2-s2.0-84981736920 (requires institutional sign-in at Scopus site)   65 Citations

Abstract

INTRODUCTION: Intrathecal baclofen (ITB) therapy aims to reduce spasticity and provide functional control.

METHOD: An expert panel consulted on best practices.

RESULTS: Pump fill and drug delivery can be started intraoperatively, with monitoring for at least eight hours. Initiate with the 500 mcg/mL concentration. The starting daily dose should be twice the effective bolus screening dose, or the screening dose if the patient had a prolonged response (greater than eight hours) or negative reactions. Oral antispasmodics can be weaned, one drug at a time beginning with oral baclofen after ITB begins. Assessment should occur within 24 hours of a dose change. For adults, daily dose increases may be 5% to 15% once every 24 hours for cerebral-origin spasticity and 10% to 30% once every 24 hours for spinal-origin spasticity.
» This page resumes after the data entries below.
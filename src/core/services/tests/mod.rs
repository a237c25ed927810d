mod dashboard_service_tests;
mod transaction_service_tests;

use chrono::NaiveDate;

use crate::domain::{Category, Ledger, Transaction, TransactionType};

pub(super) fn txn(
    (year, month, day): (i32, u32, u32),
    category: Category,
    kind: TransactionType,
    amount: f64,
) -> Transaction {
    Transaction::new(
        NaiveDate::from_ymd_opt(year, month, day).expect("valid date"),
        category,
        kind,
        amount,
    )
    .expect("valid transaction")
}

pub(super) fn ledger_of(transactions: Vec<Transaction>) -> Ledger {
    Ledger::from_transactions(transactions).expect("valid ledger")
}

/// January saves 1950, February saves 1000.
pub(super) fn two_month_ledger() -> Ledger {
    use Category::*;
    use TransactionType::*;
    ledger_of(vec![
        txn((2024, 1, 5), Food, Expense, 50.0),
        txn((2024, 1, 10), Salary, Income, 2000.0),
        txn((2024, 2, 1), Rent, Expense, 1000.0),
        txn((2024, 2, 10), Salary, Income, 2000.0),
    ])
}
Daily dose increases can be 5% to 15% once every 24 hours for children. Inpatients should be assessed at least every 24 hours and receive rehabilitation. Step dosing can be used for outpatients who cannot return daily. Dosing options include simple continuous dosing, variable 24-hour flex dosing, or regularly scheduled boluses. Patients/caregivers should understand the care plan, responsibilities, and possible side-effects. Low-reservoir alarm dates and refill schedules should be written down, along with emergency contact information. A higher concentration at refill can extend refill intervals, and a bridge bolus must be programmed. Time changes may affect flex dosing. Pump replacement should be scheduled at least three months in advance.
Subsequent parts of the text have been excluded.